We anchored out behind Pollepel Island on the Hudson River. There we found this cool castle. Our guide book said that tours of the island were given for $40, but most of the castle was off limits. So we just decided to take our dinghy ashore after the tour boats left. There was a camera, but it's power chord attached to a tree... The first obstacle we came to was a big caved in bridge. We had to walk through spooky dark rooms and woods to get to the other side of the castle. LeeAnn freaked out a little bit in the dark rooms. Mostly because of this pile of bones she stumbled over, I'm pretty sure they were deer bones....
That night after we left the island, the boat was sitting very strange in the water, sideways to the current. I thought ghosts might have been messing with us. I started thinking that maybe they would untie our anchor line or something. I laugh now, but staying there that windy night with the dark silhouette of the castle looming above was very spooking... Plus there was this scratching noise on the hull every couple of minutes, and someone nearby kept on screaming bloody murder.
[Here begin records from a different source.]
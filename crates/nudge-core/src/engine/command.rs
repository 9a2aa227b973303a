//! Messages delivered to the engine actor.

use tokio::sync::oneshot;

use crate::engine::{ClassificationDispatch, ConversationSnapshot, ReceiveOutcome};
use crate::error::NudgeResult;
use crate::types::{
    ClassificationResult, Condition, ConditionId, ConditionScope,
    ConversationId, Notification, NotificationId, Sensitivity,
};

type Reply<T> = oneshot::Sender<T>;

/// Requests issued through [`EngineHandle`](crate::engine::EngineHandle).
pub(crate) enum Command {
    RegisterConversation {
        id: ConversationId,
        name: String,
        reply: Reply<()>,
    },
    ReceiveMessage {
        id: ConversationId,
        text: String,
        reply: Reply<NudgeResult<ReceiveOutcome>>,
    },
    OpenConversation {
        id: ConversationId,
        reply: Reply<NudgeResult<usize>>,
    },
    Reevaluate {
        id: ConversationId,
        reply: Reply<NudgeResult<ClassificationDispatch>>,
    },
    ActivateNotification {
        id: NotificationId,
        reply: Reply<NudgeResult<ConversationId>>,
    },
    DismissNotification {
        id: NotificationId,
        reply: Reply<NudgeResult<()>>,
    },
    PowerOff {
        reply: Reply<usize>,
    },
    PowerOn {
        reply: Reply<bool>,
    },
    AddCondition {
        scope: ConditionScope,
        text: String,
        reply: Reply<NudgeResult<Condition>>,
    },
    RemoveCondition {
        scope: ConditionScope,
        id: ConditionId,
        reply: Reply<NudgeResult<Condition>>,
    },
    ReplaceCondition {
        scope: ConditionScope,
        id: ConditionId,
        text: String,
        reply: Reply<NudgeResult<Condition>>,
    },
    ListConditions {
        scope: ConditionScope,
        reply: Reply<NudgeResult<Vec<Condition>>>,
    },
    SetSensitivity {
        scope: ConditionScope,
        value: i64,
        reply: Reply<NudgeResult<Sensitivity>>,
    },
    SetGeneralEnabled {
        id: ConversationId,
        enabled: bool,
        reply: Reply<NudgeResult<()>>,
    },
    SetConditionMatching {
        scope: ConditionScope,
        enabled: bool,
        reply: Reply<NudgeResult<()>>,
    },
    Snapshot {
        id: ConversationId,
        reply: Reply<NudgeResult<ConversationSnapshot>>,
    },
    ActiveNotifications {
        reply: Reply<Vec<Notification>>,
    },
    Shutdown {
        reply: Reply<()>,
    },
}

/// A finished classifier call, posted back by its task.
///
/// A classifier task that panics still produces a completion, with an error outcome.
pub(crate) struct Completion {
    pub seq: u64,
    pub outcome: NudgeResult<Vec<ClassificationResult>>,
}
//! Core types for nudge.

mod chat;
mod classification;
mod condition;
mod ids;
mod message;
mod notification;
mod sensitivity;

pub use chat::*;
pub use classification::*;
pub use condition::*;
pub use ids::*;
pub use message::*;
pub use notification::*;
pub use sensitivity::*;
//! The orchestrator: a single-owner actor wiring store, classifier, composer
//! and lifecycle together.
//!
//! All state lives in one task. Classifier calls run in their own tasks and
//! report back through a channel; each carries a cancellation token keyed by
//! conversation so that opening the conversation discards stale results.

mod actor;
mod command;
mod handle;
mod state;

use std::sync::Arc;

use tokio::sync::mpsc;
use tokio::task::JoinHandle;

use crate::config::EngineConfig;
use crate::error::NudgeResult;
use crate::events::EventBus;
use crate::traits::Classifier;

pub use handle::EngineHandle;
pub use state::{ClassificationDispatch, ConversationSnapshot, ReceiveOutcome};

/// Entry point for starting the engine.
pub struct NotificationEngine;

impl NotificationEngine {
    /// Spawn the engine actor on the current tokio runtime.
    ///
    /// Fails without spawning anything if the configuration is invalid.
    pub fn spawn(
        config: EngineConfig,
        classifier: Arc<dyn Classifier>,
    ) -> NudgeResult<(EngineHandle, JoinHandle<()>)> {
        Self::spawn_with_bus(config, classifier, EventBus::new())
    }

    /// Spawn the engine publishing on an existing event bus.
    pub fn spawn_with_bus(
        config: EngineConfig,
        classifier: Arc<dyn Classifier>,
        bus: EventBus,
    ) -> NudgeResult<(EngineHandle, JoinHandle<()>)> {
        config.validate()?;
        let (tx, rx) = mpsc::channel(config.command_buffer);
        let (actor, inbox) = actor::EngineActor::new(config, classifier, bus.clone(), rx);
        let task = tokio::spawn(actor.run(inbox));
        Ok((EngineHandle::new(tx, bus), task))
    }
}
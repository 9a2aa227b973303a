//! Identifier newtypes.

use serde::{Deserialize, Serialize};
use std::fmt;
use uuid::Uuid;

/// Identifier of a chat conversation (room).
#[derive(Debug, Clone, PartialEq, Eq, PartialOrd, Ord, Hash, Serialize, Deserialize)]
#[serde(transparent)]
pub struct ConversationId(String);

impl ConversationId {
    pub fn new(id: impl Into<String>) -> Self {
        Self(id.into())
    }

    pub fn as_str(&self) -> &str {
        &self.0
    }
}

impl fmt::Display for ConversationId {
    fn fmt(&self, f: &mut fmt::Formatter<'_>) -> fmt::Result {
        f.write_str(&self.0)
    }
}

impl From<&str> for ConversationId {
    fn from(s: &str) -> Self {
        Self(s.to_string())
    }
}

impl From<String> for ConversationId {
    fn from(s: String) -> Self {
        Self(s)
    }
}

/// Identifier of a condition.
///
/// Opaque on the wire; locally created conditions use a v4 UUID string.
#[derive(Debug, Clone, PartialEq, Eq, PartialOrd, Ord, Hash, Serialize, Deserialize)]
#[serde(transparent)]
pub struct ConditionId(String);

impl ConditionId {
    pub fn new(id: impl Into<String>) -> Self {
        Self(id.into())
    }

    /// Generate a fresh identifier.
    pub fn generate() -> Self {
        Self(Uuid::new_v4().to_string())
    }

    pub fn as_str(&self) -> &str {
        &self.0
    }
}

impl fmt::Display for ConditionId {
    fn fmt(&self, f: &mut fmt::Formatter<'_>) -> fmt::Result {
        f.write_str(&self.0)
    }
}

impl From<&str> for ConditionId {
    fn from(s: &str) -> Self {
        Self(s.to_string())
    }
}

impl From<String> for ConditionId {
    fn from(s: String) -> Self {
        Self(s)
    }
}

/// Identifier of a notification.
#[derive(Debug, Clone, Copy, PartialEq, Eq, Hash, Serialize, Deserialize)]
#[serde(transparent)]
pub struct NotificationId(Uuid);

impl NotificationId {
    pub fn generate() -> Self {
        Self(Uuid::new_v4())
    }

    pub fn as_uuid(&self) -> Uuid {
        self.0
    }
}

impl fmt::Display for NotificationId {
    fn fmt(&self, f: &mut fmt::Formatter<'_>) -> fmt::Result {
        self.0.fmt(f)
    }
}

impl From<Uuid> for NotificationId {
    fn from(id: Uuid) -> Self {
        Self(id)
    }
}
//! Google Gemini LLM provider implementation.

use async_trait::async_trait;
use reqwest::Client;
use secrecy::{ExposeSecret, SecretString};
use serde::{Deserialize, Serialize};
use tracing::debug;

use nudge_core::error::{NudgeError, NudgeResult};
use nudge_core::traits::{GenerationOptions, Llm, LlmConfig, LlmResponse, TokenUsage};
use nudge_core::types::{Message, MessageRole};

const GEMINI_API_URL: &str = "https://generativelanguage.googleapis.com/v1beta";
const DEFAULT_MODEL: &str = "gemini-2.5-flash";

/// Environment variables checked for the API key, in order.
const API_KEY_VARS: [&str; 2] = ["GEMINI_API_KEY", "Gemini_key"];

/// Gemini LLM provider.
pub struct GeminiLlm {
    client: Client,
    config: LlmConfig,
    api_key: SecretString,
    base_url: url::Url,
}

#[derive(Debug, Serialize)]
#[serde(rename_all = "camelCase")]
struct GeminiRequest {
    contents: Vec<GeminiContent>,
    #[serde(skip_serializing_if = "Option::is_none")]
    system_instruction: Option<GeminiContent>,
    generation_config: GeminiGenerationConfig,
}

#[derive(Debug, Serialize, Deserialize)]
struct GeminiContent {
    #[serde(skip_serializing_if = "Option::is_none")]
    role: Option<String>,
    #[serde(default)]
    parts: Vec<GeminiPart>,
}

#[derive(Debug, Serialize, Deserialize)]
struct GeminiPart {
    #[serde(default)]
    text: Option<String>,
}

#[derive(Debug, Serialize)]
#[serde(rename_all = "camelCase")]
struct GeminiGenerationConfig {
    temperature: f32,
    max_output_tokens: u32,
}

#[derive(Debug, Deserialize)]
#[serde(rename_all = "camelCase")]
struct GeminiResponse {
    #[serde(default)]
    candidates: Vec<GeminiCandidate>,
    #[serde(default)]
    usage_metadata: Option<GeminiUsage>,
}

#[derive(Debug, Deserialize)]
struct GeminiCandidate {
    content: Option<GeminiContent>,
}

#[derive(Debug, Deserialize)]
#[serde(rename_all = "camelCase")]
struct GeminiUsage {
    #[serde(default)]
    prompt_token_count: u32,
    #[serde(default)]
    candidates_token_count: u32,
    #[serde(default)]
    total_token_count: u32,
}

#[derive(Debug, Deserialize)]
struct GeminiError {
    error: GeminiErrorDetail,
}

#[derive(Debug, Deserialize)]
struct GeminiErrorDetail {
    message: String,
}

/// Resolve the API key from config, then from the environment lookup.
fn resolve_api_key(
    config: &LlmConfig,
    lookup: impl Fn(&str) -> Option<String>,
) -> NudgeResult<SecretString> {
    config
        .api_key
        .clone()
        .or_else(|| API_KEY_VARS.iter().find_map(|var| lookup(var)))
        .filter(|key| !key.trim().is_empty())
        .map(SecretString::new)
        .ok_or_else(|| {
            NudgeError::missing_credentials(
                "Gemini API key not configured. Set GEMINI_API_KEY or provide api_key in config.",
            )
        })
}

impl GeminiLlm {
    /// Create a new Gemini LLM provider.
    pub fn new(config: LlmConfig) -> NudgeResult<Self> {
        let api_key = resolve_api_key(&config, |var| std::env::var(var).ok())?;
        Self::with_api_key(config, api_key)
    }

    /// Create a provider with an explicit key, ignoring the environment.
    pub fn with_api_key(config: LlmConfig, api_key: SecretString) -> NudgeResult<Self> {
        let base_url = config
            .base_url
            .clone()
            .unwrap_or_else(|| GEMINI_API_URL.to_string());
        let base_url = url::Url::parse(base_url.trim_end_matches('/'))
            .map_err(|e| NudgeError::config(format!("Invalid Gemini URL: {}", e)))?;

        let client = Client::builder()
            .build()
            .map_err(|e| NudgeError::config(format!("Failed to create HTTP client: {}", e)))?;

        let mut config = config;
        if config.model.is_empty() {
            config.model = DEFAULT_MODEL.to_string();
        }

        Ok(Self {
            client,
            config,
            api_key,
            base_url,
        })
    }

    fn endpoint(&self) -> NudgeResult<url::Url> {
        let mut url = url::Url::parse(&format!(
            "{}/models/{}:generateContent",
            self.base_url.as_str().trim_end_matches('/'),
            self.config.model
        ))
        .map_err(|e| NudgeError::config(format!("Invalid Gemini URL: {}", e)))?;
        url.query_pairs_mut()
            .append_pair("key", self.api_key.expose_secret());
        Ok(url)
    }

    fn build_request(&self, messages: &[Message], options: GenerationOptions) -> GeminiRequest {
        let system: Vec<GeminiPart> = messages
            .iter()
            .filter(|m| matches!(m.role, MessageRole::System))
            .map(|m| GeminiPart {
                text: Some(m.content.clone()),
            })
            .collect();

        let contents = messages
            .iter()
            .filter(|m| !matches!(m.role, MessageRole::System))
            .map(|m| GeminiContent {
                role: Some(
                    match m.role {
                        MessageRole::Assistant => "model",
                        _ => "user",
                    }
                    .to_string(),
                ),
                parts: vec![GeminiPart {
                    text: Some(m.content.clone()),
                }],
            })
            .collect();

        GeminiRequest {
            contents,
            system_instruction: (!system.is_empty()).then(|| GeminiContent {
                role: None,
                parts: system,
            }),
            generation_config: GeminiGenerationConfig {
                temperature: options.temperature.unwrap_or(self.config.temperature),
                max_output_tokens: options.max_tokens.unwrap_or(self.config.max_tokens),
            },
        }
    }
}

#[async_trait]
impl Llm for GeminiLlm {
    async fn generate(
        &self,
        messages: &[Message],
        options: Option<GenerationOptions>,
    ) -> NudgeResult<LlmResponse> {
        let request = self.build_request(messages, options.unwrap_or_default());
        debug!(model = %self.config.model, messages = messages.len(), "Calling Gemini");

        let response = self
            .client
            .post(self.endpoint()?)
            .json(&request)
            .send()
            .await
            .map_err(|e| NudgeError::llm(format!("Gemini API request failed: {}", e)))?;

        let status = response.status();
        let body = response
            .text()
            .await
            .map_err(|e| NudgeError::llm(format!("Failed to read response body: {}", e)))?;

        if !status.is_success() {
            let message = serde_json::from_str::<GeminiError>(&body)
                .map(|e| e.error.message)
                .unwrap_or_else(|_| body.clone());
            return Err(NudgeError::llm(format!(
                "Gemini API error ({}): {}",
                status, message
            )));
        }

        let response: GeminiResponse = serde_json::from_str(&body)
            .map_err(|e| NudgeError::llm(format!("Failed to parse response: {}", e)))?;

        let content = response
            .candidates
            .into_iter()
            .next()
            .and_then(|c| c.content)
            .map(|c| {
                c.parts
                    .into_iter()
                    .filter_map(|p| p.text)
                    .collect::<Vec<_>>()
                    .join("")
            })
            .filter(|text| !text.is_empty());

        let usage = response.usage_metadata.map(|u| TokenUsage {
            prompt_tokens: u.prompt_token_count,
            completion_tokens: u.candidates_token_count,
            total_tokens: u.total_token_count,
        });

        Ok(LlmResponse { content, usage })
    }

    fn model_name(&self) -> &str {
        &self.config.model
    }
}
Turns out Francis Bannerman VI purchased the island in 1900 for use as a storage facility for his growing surplus business. After the Spanish-American War Bannerman bought 90% of the US army surplus, including a large quantity of ammunition. Because his storeroom in New York City was not large enough, and to provide a safe location to store munitions, in the spring of 1901 he began to build an arsenal on Pollepel. Bannerman designed the buildings himself and let the constructors interpret the designs on their own. Most of the building were devoted to the storing the army surplus but Bannerman built another castle in a smaller scale on top of the island near the main structure as a residence, often using items from his surplus collection for decorative touches. The castle, clearly visible from the shore of the river, served as a giant advertisement for his business.

Construction ceased at Bannerman's death in 1918. In August 1920, 200 pounds of shells and powder exploded in an ancillary structure, destroying a portion of the complex. After the sinking of the ferryboat Pollepel, the Arsenal and island were essentially left vacant. The island and buildings were bought by New York State in 1967, after the old military merchandise had been removed tours of the island were given. On August 8th, 1969, fire devastated the Arsenal, and the roofs and floors were destroyed.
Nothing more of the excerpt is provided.